Человека можно посадить. Это легко. Можно убить или терроризировать угрозой убийства. Тоже нетрудно. Можно достать обысками, допросами, лишением работы, склоками с соседями или проработкой на собраниях. На кого-то действует, на кого-то нет. Арсенал средств у КГБ велик. Среди них есть способ, который не имеет специального названия и применяется относительно редко из-за его дороговизны.
По виду это наружное наблюдение, слежка. По сути – конвой, круглосуточное психологическое давление. Чекисты ведут слежку не скрываясь, не пытаясь остаться незамеченными. Наоборот, всячески демонстрируют свое присутствие. Двадцать четыре часа в сутки, семь дней в неделю, без праздников и выходных, много недель подряд.

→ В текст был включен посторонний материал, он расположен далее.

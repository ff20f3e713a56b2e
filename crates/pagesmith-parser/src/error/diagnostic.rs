//! The diagnostic record and its labels.

use std::fmt;

use crate::{error::ErrorCode, span::Span};

/// How serious a diagnostic is.
#[derive(Debug, Clone, Copy, PartialEq, Eq, Hash)]
pub enum Severity {
    /// Parsing cannot produce a manifest.
    Error,
    /// The manifest is usable but probably not what the author meant.
    Warning,
}

impl Severity {
    pub fn is_error(&self) -> bool {
        matches!(self, Severity::Error)
    }

    pub fn is_warning(&self) -> bool {
        matches!(self, Severity::Warning)
    }
}

impl fmt::Display for Severity {
    fn fmt(&self, f: &mut fmt::Formatter<'_>) -> fmt::Result {
        match self {
            Severity::Error => f.write_str("error"),
            Severity::Warning => f.write_str("warning"),
        }
    }
}

/// A message attached to a span of the manifest source.
///
/// The primary label points at the offending text; secondary labels add
/// context such as the place a duplicate was first declared.
#[derive(Debug, Clone, PartialEq, Eq)]
pub struct Label {
    span: Span,
    message: String,
    primary: bool,
}

impl Label {
    pub fn primary(span: Span, message: impl Into<String>) -> Self {
        Self {
            span,
            message: message.into(),
            primary: true,
        }
    }

    pub fn secondary(span: Span, message: impl Into<String>) -> Self {
        Self {
            span,
            message: message.into(),
            primary: false,
        }
    }

    pub fn span(&self) -> Span {
        self.span
    }

    pub fn message(&self) -> &str {
        &self.message
    }

    pub fn is_primary(&self) -> bool {
        self.primary
    }
}

/// A single error or warning about a manifest.
#[derive(Debug, Clone, PartialEq, Eq)]
pub struct Diagnostic {
    severity: Severity,
    code: Option<ErrorCode>,
    message: String,
    labels: Vec<Label>,
    help: Option<String>,
}

impl Diagnostic {
    pub fn error(message: impl Into<String>) -> Self {
        Self::with_severity(Severity::Error, message)
    }

    pub fn warning(message: impl Into<String>) -> Self {
        Self::with_severity(Severity::Warning, message)
    }

    fn with_severity(severity: Severity, message: impl Into<String>) -> Self {
        Self {
            severity,
            code: None,
            message: message.into(),
            labels: Vec::new(),
            help: None,
        }
    }

    pub fn with_code(mut self, code: ErrorCode) -> Self {
        self.code = Some(code);
        self
    }

    /// Attach the primary label.
    pub fn with_label(mut self, span: Span, message: impl Into<String>) -> Self {
        self.labels.push(Label::primary(span, message));
        self
    }

    pub fn with_secondary_label(mut self, span: Span, message: impl Into<String>) -> Self {
        self.labels.push(Label::secondary(span, message));
        self
    }

    pub fn with_help(mut self, help: impl Into<String>) -> Self {
        self.help = Some(help.into());
        self
    }

    pub fn severity(&self) -> Severity {
        self.severity
    }

    pub fn code(&self) -> Option<ErrorCode> {
        self.code
    }

    pub fn message(&self) -> &str {
        &self.message
    }

    pub fn labels(&self) -> &[Label] {
        &self.labels
    }

    pub fn help(&self) -> Option<&str> {
        self.help.as_deref()
    }
}

impl fmt::Display for Diagnostic {
    fn fmt(&self, f: &mut fmt::Formatter<'_>) -> fmt::Result {
        write!(f, "{}", self.severity)?;
        if let Some(code) = self.code {
            write!(f, "[{code}]")?;
        }
        write!(f, ": {}", self.message)
    }
}

impl std::error::Error for Diagnostic {}
//! Error codes for manifest diagnostics.
//!
//! - `E1xx` - Manifest syntax and schema
//! - `E2xx` - Reference resolution
//! - `W3xx` - Warnings

use std::fmt;

/// Stable code identifying a class of diagnostic.
#[derive(Debug, Clone, Copy, PartialEq, Eq, Hash)]
pub enum ErrorCode {
    // =========================================================================
    // Syntax and schema (E1xx)
    // =========================================================================
    /// The source is not valid TOML or does not match the manifest schema.
    E100,

    // =========================================================================
    // Resolution (E2xx)
    // =========================================================================
    /// An `input` or `button` names an id missing from `[fields]`.
    E200,

    /// A `table` names an id missing from `[tables]`.
    E201,

    /// An `include` names a layout that is not declared.
    E202,

    /// Two `[[layouts]]` entries share an id.
    E204,

    /// The `root` key names a layout that is not declared.
    E205,

    /// The manifest declares no layouts.
    E206,

    // =========================================================================
    // Warnings (W3xx)
    // =========================================================================
    /// A catalog entry is never referenced by any layout.
    W300,

    /// A column span is zero or negative.
    W301,

    /// A layout includes itself, directly or through other layouts.
    W302,
}

impl ErrorCode {
    /// One-line description used in help output.
    pub fn description(&self) -> &'static str {
        match self {
            Self::E100 => "invalid manifest",
            Self::E200 => "unknown field",
            Self::E201 => "unknown table",
            Self::E202 => "unknown layout",
            Self::E204 => "duplicate layout id",
            Self::E205 => "unknown root layout",
            Self::E206 => "no layouts declared",
            Self::W300 => "unused catalog entry",
            Self::W301 => "non-positive column span",
            Self::W302 => "include cycle",
        }
    }
}

impl fmt::Display for ErrorCode {
    fn fmt(&self, f: &mut fmt::Formatter<'_>) -> fmt::Result {
        write!(f, "{self:?}")
    }
}

#[cfg(test)]
mod tests {
    use super::*;

    #[test]
    fn test_display_is_variant_name() {
        assert_eq!(ErrorCode::E100.to_string(), "E100");
        assert_eq!(ErrorCode::W301.to_string(), "W301");
    }

    #[test]
    fn test_descriptions() {
        assert_eq!(ErrorCode::W302.description(), "include cycle");
        assert_eq!(ErrorCode::W300.description(), "unused catalog entry");
    }
}
//! Nested-closure builder for layouts.
//!
//! Each container call opens a fresh child scope, runs the supplied closure
//! against it and appends the finished container to the parent, so the
//! resulting order is exactly the call order. The builder never fails and
//! never merges or reorders parts.
//!
//! # Examples
//!
//! ```
//! use pagesmith_core::{
//!     builder::layout,
//!     meta::{FieldMeta, TableColumnMeta, TableMeta},
//! };
//!
//! let page = layout("TabArea", "タブ付き画面", |s| {
//!     s.tab(|t| {
//!         t.pane("検索", |p| {
//!             p.row(|r| {
//!                 r.col(8, |c| {
//!                     c.input(FieldMeta::new("OrderNo", "受注No"));
//!                 });
//!                 r.col(4, |c| {
//!                     c.button(FieldMeta::new("Search", "検索"));
//!                 });
//!             });
//!         });
//!         t.pane("明細", |p| {
//!             p.table(TableMeta::new(
//!                 "DetailTable",
//!                 "明細",
//!                 vec![TableColumnMeta::text("itemNo", "商品番号")],
//!             ));
//!         });
//!     });
//! });
//!
//! assert_eq!(page.parts().len(), 1);
//! ```

use std::rc::Rc;

use crate::{
    layout::{Col, Layout, LayoutPart, Row, Tab, TabPane},
    meta::{FieldMeta, TableMeta},
};

/// Build a [`Layout`] by running `block` against a fresh root scope.
pub fn layout(
    id: impl Into<String>,
    title: impl Into<String>,
    block: impl FnOnce(&mut ScopeBuilder),
) -> Layout {
    let mut scope = ScopeBuilder::default();
    block(&mut scope);
    Layout::new(id, title, scope.finish())
}

/// Part list of a root, column or tab-pane scope.
#[derive(Debug, Default)]
pub struct ScopeBuilder {
    parts: Vec<LayoutPart>,
}

impl ScopeBuilder {
    pub fn input(&mut self, meta: FieldMeta) -> &mut Self {
        self.parts.push(LayoutPart::InputText(meta));
        self
    }

    pub fn button(&mut self, meta: FieldMeta) -> &mut Self {
        self.parts.push(LayoutPart::Button(meta));
        self
    }

    pub fn table(&mut self, meta: TableMeta) -> &mut Self {
        self.parts.push(LayoutPart::Table(meta));
        self
    }

    /// Embed another layout by reference.
    pub fn include(&mut self, layout: Rc<Layout>) -> &mut Self {
        self.parts.push(LayoutPart::SubLayout(layout));
        self
    }

    pub fn row(&mut self, block: impl FnOnce(&mut RowBuilder)) -> &mut Self {
        let mut row = RowBuilder::default();
        block(&mut row);
        self.parts.push(LayoutPart::Row(Row::new(row.cols)));
        self
    }

    pub fn tab(&mut self, block: impl FnOnce(&mut TabBuilder)) -> &mut Self {
        let mut tab = TabBuilder::default();
        block(&mut tab);
        self.parts.push(LayoutPart::Tab(Tab::new(tab.panes)));
        self
    }

    /// Consume the scope, returning its parts in call order.
    pub fn finish(self) -> Vec<LayoutPart> {
        self.parts
    }
}

/// Column list of a row scope.
#[derive(Debug, Default)]
pub struct RowBuilder {
    cols: Vec<Col>,
}

impl RowBuilder {
    /// Add a column with the given span. The span is not range-checked.
    pub fn col(&mut self, span: i64, block: impl FnOnce(&mut ScopeBuilder)) -> &mut Self {
        let mut scope = ScopeBuilder::default();
        block(&mut scope);
        self.cols.push(Col::new(span, scope.finish()));
        self
    }

    /// Add a column with the default span of 1.
    pub fn col_default(&mut self, block: impl FnOnce(&mut ScopeBuilder)) -> &mut Self {
        self.col(1, block)
    }
}

/// Pane list of a tab scope.
#[derive(Debug, Default)]
pub struct TabBuilder {
    panes: Vec<TabPane>,
}

impl TabBuilder {
    pub fn pane(
        &mut self,
        label: impl Into<String>,
        block: impl FnOnce(&mut ScopeBuilder),
    ) -> &mut Self {
        let mut scope = ScopeBuilder::default();
        block(&mut scope);
        self.panes.push(TabPane::new(label, scope.finish()));
        self
    }
}

#[cfg(test)]
mod tests {
    use super::*;
    use crate::layout::PartKind;

    fn field(id: &str) -> FieldMeta {
        FieldMeta::new(id, id)
    }

    #[test]
    fn test_call_order_is_preserved() {
        let page = layout("P", "page", |s| {
            s.button(field("b")).input(field("a")).input(field("c"));
        });

        let ids: Vec<_> = page.parts().iter().filter_map(LayoutPart::leaf_id).collect();
        assert_eq!(ids, vec!["b", "a", "c"]);
    }

    #[test]
    fn test_duplicate_ids_are_kept() {
        let page = layout("P", "page", |s| {
            s.input(field("a")).input(field("a"));
        });

        assert_eq!(page.parts().len(), 2);
    }

    #[test]
    fn test_col_default_span_is_one() {
        let page = layout("P", "page", |s| {
            s.row(|r| {
                r.col_default(|_| {});
                r.col(-5, |_| {});
            });
        });

        let LayoutPart::Row(row) = &page.parts()[0] else {
            panic!("Expected Row");
        };
        let spans: Vec<i64> = row.cols().map(Col::span).collect();
        assert_eq!(spans, vec![1, -5]);
    }

    #[test]
    fn test_nested_containers() {
        let page = layout("P", "page", |s| {
            s.tab(|t| {
                t.pane("one", |p| {
                    p.row(|r| {
                        r.col(6, |c| {
                            c.tab(|t| {
                                t.pane("inner", |p| {
                                    p.input(field("deep"));
                                });
                            });
                        });
                    });
                });
                t.pane("two", |_| {});
            });
        });

        let tab = &page.parts()[0];
        assert_eq!(tab.kind(), PartKind::Tab);
        assert_eq!(tab.children().len(), 2);

        let pane = &tab.children()[0];
        let row = &pane.children()[0];
        let col = &row.children()[0];
        let inner_tab = &col.children()[0];
        assert_eq!(inner_tab.kind(), PartKind::Tab);
        assert_eq!(
            inner_tab.children()[0].children()[0].leaf_id(),
            Some("deep")
        );
    }

    #[test]
    fn test_include_shares_layout() {
        let shared = Rc::new(layout("Shared", "shared", |s| {
            s.input(field("x"));
        }));

        let page = layout("P", "page", |s| {
            s.include(Rc::clone(&shared));
            s.row(|r| {
                r.col(12, |c| {
                    c.include(Rc::clone(&shared));
                });
            });
        });

        assert_eq!(Rc::strong_count(&shared), 3);
        assert_eq!(page.parts()[0].kind(), PartKind::SubLayout);
    }
}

Впрочем, тут кому как. Это редко бывает больше нескольких недель, но мне они устроили такую наружку почти на полгода – за вычетом примерно недели по каким-то своим оперативным соображениям и тех счастливых дней, когда я от них сбегал.
Они установили за мной конвойную слежку через несколько дней после обысков 10 октября. Как я узнал позже, мне досталась бригада, следившая перед арестом за Толей Щаранским. Это именно они вшили ему в дубленку жучок, когда он был то ли на чьем-то многолюдном дне рождения (а дубленка беззащитно висела в прихожей), то ли на допросе, перед началом которого ему любезно предложили раздеться. С тех пор и до самого своего ареста Толя был как на ладони, даже когда наружки не было рядом. Мастера!
С этими мастерами мне и предстояло вести многомесячную дуэль – соревнование в хладнокровии, выдержке, психологической стойкости, интеллектуальных способностях и физической подготовке.
Начало, как всегда, было в их пользу, потому что инициатива принадлежала им. Я нервничал. Не так, конечно, как в первый раз, но все же. Что может означать такая слежка? Самое вероятное, что вот-вот возьмут. Это только где-то через месяц начинаешь понимать, что они затеяли игру на психологическую выживаемость, а в первые дни думаешь только о близком аресте.
Казалось бы, что с того, что рядом идут какие-то люди? Их в Москве миллионы, все время кто-то идет рядом! Всегда кто-то сидит в метро напротив тебя и скользит по тебе скучающим взглядом. Но нет, эти – одни и те же, они идут именно за тобой. Тебе от них не отделаться. Человек с нормальной психикой натурально начинает психовать!
Через некоторое время к этому привыкаешь. Помимо психологического дискомфорта такая слежка создает некоторые неудобства. Невозможно предпринимать никаких действий, которые по каким-то соображениям надо скрыть от КГБ. Ничего особо секретного, но нельзя подставлять других людей. Я, например, доставал в больших количествах остродефицитную тогда красную икру в гастрономе, что был в первом этаже высотки на Котельнической набережной. Там работала моя знакомая продавщица, которой я когда-то оказывал скорую помощь. Икра всегда была под прилавком и почти никогда – в продаже. Каждый месяц я брал десятка два-три банок для посылок политзаключенным психбольниц. Отправкой посылок у нас в Рабочей комиссии занималась целая группа людей, а деньги на это давал солженицынский Фонд помощи политзаключенным. Но не мог я при слежке идти в тот гастроном за красной икрой. Для решения подобных проблем приходилось от слежки сбегать.